• **EXERCISE DIRECTIONS**: Of all the lines below, output only those starting at the one with "links data file." and ending at the one with "#[serde(untagged)]", both ends included, exactly as written.

╔══

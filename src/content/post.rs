//! Post and link collection loading.
//!
//! Posts are Markdown files with YAML front matter, discovered by walking
//! the configured posts directory. Links come from an optional JSON data
//! file and only participate in tag indexing.

use crate::{config::SiteConfig, log, utils::date::DateTimeUtc, utils::slug::slugify};
use anyhow::{Context, Result};
use regex::Regex;
use serde::Deserialize;
use std::{
    fs,
    path::{Path, PathBuf},
    sync::LazyLock,
};
use walkdir::WalkDir;

/// Leading `YYYY-MM-DD-` filename prefix, stripped before slug derivation.
static DATE_PREFIX: LazyLock<Regex> = LazyLock::new(|| Regex::new(r"^\d{4}-\d{2}-\d{2}-").unwrap());

/// One published post, ordered by publish date.
#[derive(Debug, Clone)]
pub struct Post {
    pub title: String,
    pub description: Option<String>,
    pub date: DateTimeUtc,
    pub path: PathBuf,
    pub url: String,
    pub tags: Vec<String>,
}

/// One shared link from the links data file.
#[derive(Debug, Clone, Deserialize)]
pub struct Link {
    pub url: String,
    #[serde(default)]
    pub tags: Vec<String>,
}

/// YAML front matter fields recognized on posts.
/// Unknown fields are ignored.
#[derive(Debug, Default, Deserialize)]
#[serde(default)]
struct FrontMatter {
    title: String,
    description: Option<String>,
    date: Option<String>,
    tags: Option<TagField>,
    draft: bool,
    url: Option<String>,
}

/// `tags:` accepts either a single string or a list.
#[derive(Debug, Deserialize)]
#[serde(untagged)]
enum TagField {
    One(String),
    Many(Vec<String>),
}

impl TagField {
    fn into_vec(self) -> Vec<String> {
        match self {
            Self::One(tag) => vec![tag],
            Self::Many(tags) => tags,
        }
    }
}

/// Load all publishable posts, sorted ascending by publish date.
///
/// Drafts and posts without a date are skipped. A missing posts directory
/// yields an empty collection rather than an error.
pub fn load_posts(config: &SiteConfig) -> Result<Vec<Post>> {
    let dir = &config.content.posts;
    if !dir.exists() {
        log!("content"; "No posts directory at `{}`", dir.display());
        return Ok(Vec::new());
    }

    let mut posts = Vec::new();
    for entry in WalkDir::new(dir).into_iter().filter_map(|e| e.ok()) {
        if !entry.file_type().is_file() {
            continue;
        }
        let path = entry.path();
        let ext = path.extension().and_then(|e| e.to_str()).unwrap_or_default();
        if !matches!(ext, "md" | "markdown") {
            continue;
        }

        match load_post(path) {
            Ok(Some(post)) => posts.push(post),
            Ok(None) => {}
            Err(err) => log!("error"; "{err:#}"),
        }
    }

    posts.sort_by(|a, b| a.date.cmp(&b.date));
    Ok(posts)
}

/// Load a single post file. Returns `None` for drafts and undated posts.
fn load_post(path: &Path) -> Result<Option<Post>> {
    let content = fs::read_to_string(path)
        .with_context(|| format!("Failed to read `{}`", path.display()))?;
    let front = parse_front_matter(&content)
        .with_context(|| format!("Invalid front matter in `{}`", path.display()))?;

    if front.draft {
        return Ok(None);
    }
    let Some(date) = front.date else {
        log!("content"; "Skipping `{}`: no date in front matter", path.display());
        return Ok(None);
    };
    let date = DateTimeUtc::parse(&date)
        .with_context(|| format!("Invalid date in `{}`", path.display()))?;

    let url = front.url.unwrap_or_else(|| derive_url(path));

    Ok(Some(Post {
        title: front.title,
        description: front.description,
        date,
        path: path.to_path_buf(),
        url,
        tags: front.tags.map(TagField::into_vec).unwrap_or_default(),
    }))
}

/// Parse the leading `---`-delimited front matter block.
/// A file without one yields the default (empty) front matter.
fn parse_front_matter(content: &str) -> Result<FrontMatter> {
    let mut lines = content.lines();
    if lines.next() != Some("---") {
        return Ok(FrontMatter::default());
    }

    let block = lines
        .take_while(|line| *line != "---")
        .collect::<Vec<_>>()
        .join("\n");
    if block.trim().is_empty() {
        return Ok(FrontMatter::default());
    }

    Ok(serde_yaml::from_str(&block)?)
}

/// Derive a post URL from its filename: `2024-01-05-hello-world.md` -> `/posts/hello-world/`.
fn derive_url(path: &Path) -> String {
    let stem = path.file_stem().and_then(|s| s.to_str()).unwrap_or_default();
    let stem = DATE_PREFIX.replace(stem, "");
    format!("/posts/{}/", slugify(&stem))
}

/// Load the shared links collection, if a links file is configured.
pub fn load_links(config: &SiteConfig) -> Result<Vec<Link>> {
    let Some(path) = &config.content.links else {
        return Ok(Vec::new());
    };

    let content = fs::read_to_string(path)
        .with_context(|| format!("Failed to read `{}`", path.display()))?;
    let links: Vec<Link> = serde_json::from_str(&content)
        .with_context(|| format!("Invalid links data in `{}`", path.display()))?;
    Ok(links)
}

#[cfg(test)]
mod tests {
    use super::*;
    use std::io::Write;

    fn write_post(dir: &Path, name: &str, content: &str) {
        let mut file = fs::File::create(dir.join(name)).unwrap();
        write!(file, "{content}").unwrap();
    }

    fn config_with_posts(dir: &Path) -> SiteConfig {
        let mut config = SiteConfig::default();
        config.content.posts = dir.to_path_buf();
        config
    }

    #[test]
    fn test_parse_front_matter_basic() {
        let front = parse_front_matter(
            "---\ntitle: Hello\ndescription: A greeting\ndate: 2024-01-05\ntags:\n  - posts\n  - music\n---\nbody",
        )
        .unwrap();

        assert_eq!(front.title, "Hello");
        assert_eq!(front.description.as_deref(), Some("A greeting"));
        assert_eq!(front.date.as_deref(), Some("2024-01-05"));
        assert_eq!(
            front.tags.map(TagField::into_vec),
            Some(vec!["posts".to_string(), "music".to_string()])
        );
        assert!(!front.draft);
    }

    #[test]
    fn test_parse_front_matter_missing() {
        let front = parse_front_matter("just prose, no delimiters").unwrap();

        assert_eq!(front.title, "");
        assert_eq!(front.date, None);
    }

    #[test]
    fn test_parse_front_matter_empty_block() {
        let front = parse_front_matter("---\n---\nbody").unwrap();

        assert_eq!(front.title, "");
    }

    #[test]
    fn test_parse_front_matter_single_tag_string() {
        let front = parse_front_matter("---\ntags: posts\n---\n").unwrap();

        assert_eq!(
            front.tags.map(TagField::into_vec),
            Some(vec!["posts".to_string()])
        );
    }

    #[test]
    fn test_parse_front_matter_inline_tag_list() {
        let front = parse_front_matter("---\ntags: [\"posts\", \"tech\"]\n---\n").unwrap();

        assert_eq!(
            front.tags.map(TagField::into_vec),
            Some(vec!["posts".to_string(), "tech".to_string()])
        );
    }

    #[test]
    fn test_derive_url_strips_date_prefix() {
        assert_eq!(
            derive_url(Path::new("/posts/2024-01-05-hello-world.md")),
            "/posts/hello-world/"
        );
    }

    #[test]
    fn test_derive_url_plain_name() {
        assert_eq!(
            derive_url(Path::new("/posts/On Tags & Aliases.md")),
            "/posts/on-tags-aliases/"
        );
    }

    #[test]
    fn test_load_posts_sorted_by_date() {
        let dir = tempfile::tempdir().unwrap();
        write_post(dir.path(), "b.md", "---\ntitle: B\ndate: 2023-05-01\n---\nb");
        write_post(dir.path(), "a.md", "---\ntitle: A\ndate: 2022-01-01\n---\na");
        write_post(dir.path(), "c.md", "---\ntitle: C\ndate: 2024-12-31\n---\nc");

        let posts = load_posts(&config_with_posts(dir.path())).unwrap();

        assert_eq!(posts.len(), 3);
        assert_eq!(posts[0].title, "A");
        assert_eq!(posts[1].title, "B");
        assert_eq!(posts[2].title, "C");
    }

    #[test]
    fn test_load_posts_skips_drafts_and_undated() {
        let dir = tempfile::tempdir().unwrap();
        write_post(
            dir.path(),
            "draft.md",
            "---\ntitle: D\ndate: 2024-01-01\ndraft: true\n---\n",
        );
        write_post(dir.path(), "undated.md", "---\ntitle: U\n---\n");
        write_post(dir.path(), "ok.md", "---\ntitle: OK\ndate: 2024-01-02\n---\n");

        let posts = load_posts(&config_with_posts(dir.path())).unwrap();

        assert_eq!(posts.len(), 1);
        assert_eq!(posts[0].title, "OK");
    }

    #[test]
    fn test_load_posts_ignores_other_extensions() {
        let dir = tempfile::tempdir().unwrap();
        write_post(dir.path(), "note.txt", "---\ntitle: T\ndate: 2024-01-01\n---\n");
        write_post(
            dir.path(),
            "post.markdown",
            "---\ntitle: M\ndate: 2024-01-01\n---\n",
        );

        let posts = load_posts(&config_with_posts(dir.path())).unwrap();

        assert_eq!(posts.len(), 1);
        assert_eq!(posts[0].title, "M");
    }

    #[test]
    fn test_load_posts_missing_dir() {
        let config = config_with_posts(Path::new("/nonexistent/posts"));
        let posts = load_posts(&config).unwrap();

        assert!(posts.is_empty());
    }

    #[test]
    fn test_load_posts_url_override() {
        let dir = tempfile::tempdir().unwrap();
        write_post(
            dir.path(),
            "2024-01-05-some-post.md",
            "---\ntitle: P\ndate: 2024-01-05\nurl: /elsewhere/\n---\n",
        );
        write_post(
            dir.path(),
            "2024-01-06-other-post.md",
            "---\ntitle: Q\ndate: 2024-01-06\n---\n",
        );

        let posts = load_posts(&config_with_posts(dir.path())).unwrap();

        assert_eq!(posts[0].url, "/elsewhere/");
        assert_eq!(posts[1].url, "/posts/other-post/");
    }

    #[test]
    fn test_load_links() {
        let mut file = tempfile::NamedTempFile::new().unwrap();
        write!(
            file,
            r#"[{{"url": "https://example.com/a", "tags": ["music"], "title": "ignored"}}]"#
        )
        .unwrap();

        let mut config = SiteConfig::default();
        config.content.links = Some(file.path().to_path_buf());

        let links = load_links(&config).unwrap();
        assert_eq!(links.len(), 1);
        assert_eq!(links[0].url, "https://example.com/a");
        assert_eq!(links[0].tags, vec!["music"]);
    }

    #[test]
    fn test_load_links_none_configured() {
        let links = load_links(&SiteConfig::default()).unwrap();
        assert!(links.is_empty());
    }
}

╚══

• **EXERCISE RESULT**:
/// One shared link from the links data file.
#[derive(Debug, Clone, Deserialize)]
pub struct Link {
    pub url: String,
    #[serde(default)]
    pub tags: Vec<String>,
}

/// YAML front matter fields recognized on posts.
/// Unknown fields are ignored.
#[derive(Debug, Default, Deserialize)]
#[serde(default)]
struct FrontMatter {
    title: String,
    description: Option<String>,
    date: Option<String>,
    tags: Option<TagField>,
    draft: bool,
    url: Option<String>,
}

/// `tags:` accepts either a single string or a list.
#[derive(Debug, Deserialize)]
#[serde(untagged)]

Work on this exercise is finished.